DATA EXCERPTS =
· · ·

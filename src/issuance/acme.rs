//! The boundary to the ACME protocol.
//!
//! [`AcmeClient`] is what the lifecycle code drives; [`LegoClient`] implements
//! it on top of `acme-lib`, which owns directory discovery, nonces, JWS
//! signing and the order/authorization/finalize exchanges.

use acme_lib::{
    Account as LibAccount, Directory, DirectoryUrl,
    order::{Auth, NewOrder},
};
use anyhow::anyhow;
use chrono::Utc;
use log::{debug, info, warn};
use pem::Pem;
use serde_json::Value;

use super::{
    challenge::{Capability, ChallengeProvider, ChallengeResponse},
    persist::AccountPersist,
};
use crate::{
    core::{
        types::{CertificateArtifact, CertificateMetadata, GlobalPolicy, KeyType},
        x509::inspect_leaf,
    },
    error::{AcmeError, Error, ProviderError, Result},
    storage::account::Account,
};

const VALIDATE_DELAY_MS: u64 = 5000;
const FINALIZE_DELAY_MS: u64 = 5000;
const MAX_ORDER_ROUNDS: usize = 10;

/// One certificate request for a (SAN list, key type) pair.
#[derive(Debug, Clone)]
pub struct ObtainRequest<'a> {
    pub domains: &'a [String],
    pub key_type: KeyType,
    pub private_key_pem: &'a str,
    /// Write leaf and issuers together as the certificate file.
    pub bundle: bool,
    pub must_staple: bool,
}

pub trait AcmeClient {
    /// Registers (or looks up) the account and returns the registration resource.
    fn register(&mut self) -> Result<Value>;

    /// Installs `provider` in the slot for `capability`. The most recent
    /// installation decides how the next order is solved.
    fn set_challenge_provider(&mut self, capability: Capability, provider: Box<dyn ChallengeProvider>);

    fn obtain_certificate(&mut self, request: &ObtainRequest<'_>) -> Result<CertificateArtifact>;
}

/// Connection settings resolved from the global policy.
#[derive(Debug, Clone)]
pub struct ClientSettings {
    pub directory_url: String,
    pub user_agent: String,
    pub http_timeout: std::time::Duration,
}

impl From<&GlobalPolicy> for ClientSettings {
    fn from(global: &GlobalPolicy) -> Self {
        Self {
            directory_url: global.acme_directory_url.clone(),
            user_agent: global.user_agent.clone(),
            http_timeout: global.http_timeout,
        }
    }
}

#[derive(Default)]
struct ProviderSlots {
    http01: Option<Box<dyn ChallengeProvider>>,
    tls_alpn01: Option<Box<dyn ChallengeProvider>>,
    dns01: Option<Box<dyn ChallengeProvider>>,
    active: Option<Capability>,
}

impl ProviderSlots {
    fn slot(&mut self, capability: Capability) -> &mut Option<Box<dyn ChallengeProvider>> {
        match capability {
            Capability::Http01 => &mut self.http01,
            Capability::TlsAlpn01 => &mut self.tls_alpn01,
            Capability::Dns01 => &mut self.dns01,
        }
    }

    fn install(&mut self, capability: Capability, provider: Box<dyn ChallengeProvider>) {
        assert_eq!(
            provider.capability(),
            capability,
            "a {} provider cannot be installed in the {capability} slot",
            provider.capability()
        );
        *self.slot(capability) = Some(provider);
        self.active = Some(capability);
    }

    fn active(&mut self) -> Option<(Capability, &mut Box<dyn ChallengeProvider>)> {
        let capability = self.active?;
        self.slot(capability).as_mut().map(|provider| (capability, provider))
    }
}

/// Production client over `acme-lib`. Nothing touches the network until the
/// first [`AcmeClient::register`] or [`AcmeClient::obtain_certificate`].
pub struct LegoClient {
    settings: ClientSettings,
    email: String,
    persist: AccountPersist,
    directory: Option<Directory<AccountPersist>>,
    providers: ProviderSlots,
}

impl LegoClient {
    pub fn new(account: &Account, settings: ClientSettings) -> Result<Self> {
        if settings.directory_url.trim().is_empty() {
            return Err(AcmeError::Directory {
                url: settings.directory_url,
                reason: "directory URL is empty".to_string(),
            }
            .into());
        }
        let persist = AccountPersist::seeded(account.email(), account.private_key_pem()).map_err(
            |err| AcmeError::Registration(format!("failed to load account key: {err}")),
        )?;
        // acme-lib builds its own agent; the timeout and user agent are informational.
        debug!(
            "[acme] client for {} at {} (user agent {}, timeout {}s)",
            account.email(),
            settings.directory_url,
            settings.user_agent,
            settings.http_timeout.as_secs()
        );
        Ok(Self {
            settings,
            email: account.email().to_string(),
            persist,
            directory: None,
            providers: ProviderSlots::default(),
        })
    }

    fn directory(&mut self) -> Result<&Directory<AccountPersist>> {
        if self.directory.is_none() {
            let url = self.settings.directory_url.as_str();
            let directory = Directory::from_url(self.persist.clone(), DirectoryUrl::Other(url))
                .map_err(|err| AcmeError::Directory {
                    url: url.to_string(),
                    reason: err.to_string(),
                })?;
            info!("[acme] using directory {url}");
            self.directory = Some(directory);
        }
        self.directory
            .as_ref()
            .ok_or_else(|| AcmeError::Directory {
                url: self.settings.directory_url.clone(),
                reason: "directory unavailable".to_string(),
            }.into())
    }

    fn account(&mut self) -> Result<LibAccount<AccountPersist>> {
        let email = self.email.clone();
        let directory = self.directory()?;
        directory
            .account_with_realm(&email, Some(vec![format!("mailto:{email}")]))
            .map_err(|err| AcmeError::Registration(err.to_string()).into())
    }

    fn solve(&mut self, auth: &Auth<AccountPersist>) -> Result<()> {
        let domain = auth.domain_name().to_string();
        let Some((capability, provider)) = self.providers.active() else {
            return Err(AcmeError::NoProvider(domain).into());
        };
        debug!("[acme] solving {capability} for {domain}");

        match capability {
            Capability::Http01 => {
                let challenge = auth.http_challenge();
                let response = ChallengeResponse {
                    domain,
                    token: Some(challenge.http_token().to_string()),
                    proof: challenge.http_proof(),
                };
                run_challenge(&mut **provider, &response, || challenge.validate(VALIDATE_DELAY_MS))
            }
            Capability::Dns01 => {
                let challenge = auth.dns_challenge();
                let response = ChallengeResponse {
                    domain,
                    token: None,
                    proof: challenge.dns_proof(),
                };
                run_challenge(&mut **provider, &response, || challenge.validate(VALIDATE_DELAY_MS))
            }
            Capability::TlsAlpn01 => {
                let challenge = auth.tls_alpn_challenge();
                let response = ChallengeResponse {
                    domain,
                    token: None,
                    proof: hex::encode(challenge.tls_alpn_proof()),
                };
                run_challenge(&mut **provider, &response, || challenge.validate(VALIDATE_DELAY_MS))
            }
        }
    }

    fn authorize(&mut self, order: &mut NewOrder<AccountPersist>) -> Result<()> {
        for round in 1..=MAX_ORDER_ROUNDS {
            if order.confirm_validations().is_some() {
                return Ok(());
            }
            let auths = order
                .authorizations()
                .map_err(|err| AcmeError::Order(err.to_string()))?;
            for auth in auths.iter().filter(|auth| auth.need_challenge()) {
                self.solve(auth)?;
            }
            debug!("[acme] refreshing order after round {round}");
            order
                .refresh()
                .map_err(|err| AcmeError::Order(err.to_string()))?;
        }
        Err(AcmeError::Order(format!(
            "authorizations still pending after {MAX_ORDER_ROUNDS} rounds"
        ))
        .into())
    }
}

/// present, validate, then clean up on every path.
fn run_challenge<F>(
    provider: &mut dyn ChallengeProvider,
    response: &ChallengeResponse,
    validate: F,
) -> Result<()>
where
    F: FnOnce() -> acme_lib::Result<()>,
{
    let presented = provider.present(response);
    let validated = match presented {
        Ok(()) => validate().map_err(|err| anyhow!(err.to_string())),
        Err(err) => Err(err),
    };
    let cleaned = provider.cleanup(response);

    if let Err(err) = validated {
        if let Err(cleanup_err) = cleaned {
            warn!("[acme] cleanup for {} failed: {cleanup_err}", response.domain);
        }
        return Err(challenge_error(&response.domain, err));
    }
    if let Err(err) = cleaned {
        warn!("[acme] cleanup for {} failed: {err}", response.domain);
    }
    Ok(())
}

fn challenge_error(domain: &str, err: anyhow::Error) -> Error {
    match err.downcast::<ProviderError>() {
        Ok(provider_err) => provider_err.into(),
        Err(err) => AcmeError::Challenge {
            domain: domain.to_string(),
            source: err,
        }
        .into(),
    }
}

/// Splits a downloaded chain into (leaf, issuers).
pub fn split_chain(chain_pem: &str) -> anyhow::Result<(String, Option<String>)> {
    let blocks: Vec<Pem> = pem::parse_many(chain_pem)
        .map_err(|err| anyhow!("failed to parse certificate chain: {err}"))?
        .into_iter()
        .filter(|block| block.tag() == "CERTIFICATE")
        .collect();
    let Some((leaf, issuers)) = blocks.split_first() else {
        return Err(anyhow!("certificate chain contains no certificates"));
    };
    let issuers = (!issuers.is_empty()).then(|| issuers.iter().map(pem::encode).collect::<String>());
    Ok((pem::encode(leaf), issuers))
}

/// Assembles the stored artifact from a downloaded chain.
pub fn build_artifact(
    chain_pem: &str,
    private_key_pem: Option<&str>,
    request: &ObtainRequest<'_>,
) -> anyhow::Result<CertificateArtifact> {
    let (leaf, issuers) = split_chain(chain_pem)?;
    let info = inspect_leaf(leaf.as_bytes())?;
    let certificate_pem = match (&issuers, request.bundle) {
        (Some(issuers), true) => format!("{leaf}{issuers}"),
        _ => leaf,
    };
    let primary = request
        .domains
        .first()
        .cloned()
        .ok_or_else(|| anyhow!("certificate request has no domains"))?;

    Ok(CertificateArtifact {
        certificate_pem: certificate_pem.into_bytes(),
        issuer_pem: issuers.map(String::into_bytes),
        private_key_pem: private_key_pem.map(|pem| pem.as_bytes().to_vec()),
        metadata: CertificateMetadata {
            domain: primary,
            domains: request.domains.to_vec(),
            key_type: request.key_type,
            serial: info.serial,
            not_before: info.not_before,
            not_after: info.not_after,
            fingerprint_sha256: info.fingerprint_sha256,
            issued_at: Utc::now(),
            must_staple: request.must_staple,
        },
    })
}

impl AcmeClient for LegoClient {
    fn register(&mut self) -> Result<Value> {
        let account = self.account()?;
        let registration = serde_json::to_value(account.api_account())
            .map_err(|err| AcmeError::Registration(format!("unreadable account resource: {err}")))?;
        info!("[acme] account for {} is registered", self.email);
        Ok(registration)
    }

    fn set_challenge_provider(&mut self, capability: Capability, provider: Box<dyn ChallengeProvider>) {
        self.providers.install(capability, provider);
    }

    fn obtain_certificate(&mut self, request: &ObtainRequest<'_>) -> Result<CertificateArtifact> {
        let Some((primary, alt_names)) = request.domains.split_first() else {
            return Err(AcmeError::Order("no domains requested".to_string()).into());
        };
        if request.must_staple {
            // acme-lib builds the CSR itself and has no hook for extensions.
            debug!("[acme] must-staple requested for {primary}; the CSR is sent without the extension");
        }

        let account = self.account()?;
        let alt_names: Vec<&str> = alt_names.iter().map(String::as_str).collect();
        let mut order = account
            .new_order(primary, &alt_names)
            .map_err(|err| AcmeError::Order(err.to_string()))?;
        info!(
            "[acme] ordering {primary} ({}) with {} alternative name(s)",
            request.key_type,
            alt_names.len()
        );

        self.authorize(&mut order)?;
        let csr = order
            .confirm_validations()
            .ok_or_else(|| AcmeError::Order("order not ready after validation".to_string()))?;
        let certificate = csr
            .finalize(request.private_key_pem, FINALIZE_DELAY_MS)
            .map_err(|err| AcmeError::Finalize(err.to_string()))?
            .download_and_save_cert()
            .map_err(|err| AcmeError::Download(err.to_string()))?;

        build_artifact(certificate.certificate(), Some(certificate.private_key()), request)
            .map_err(|err| AcmeError::Download(err.to_string()).into())
    }
}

· · ·

WORK REQUIRED = Report all lines above with "active".

SOLUTION =
    active: Option<Capability>,
        self.active = Some(capability);
    fn active(&mut self) -> Option<(Capability, &mut Box<dyn ChallengeProvider>)> {
        let capability = self.active?;
        let Some((capability, provider)) = self.providers.active() else {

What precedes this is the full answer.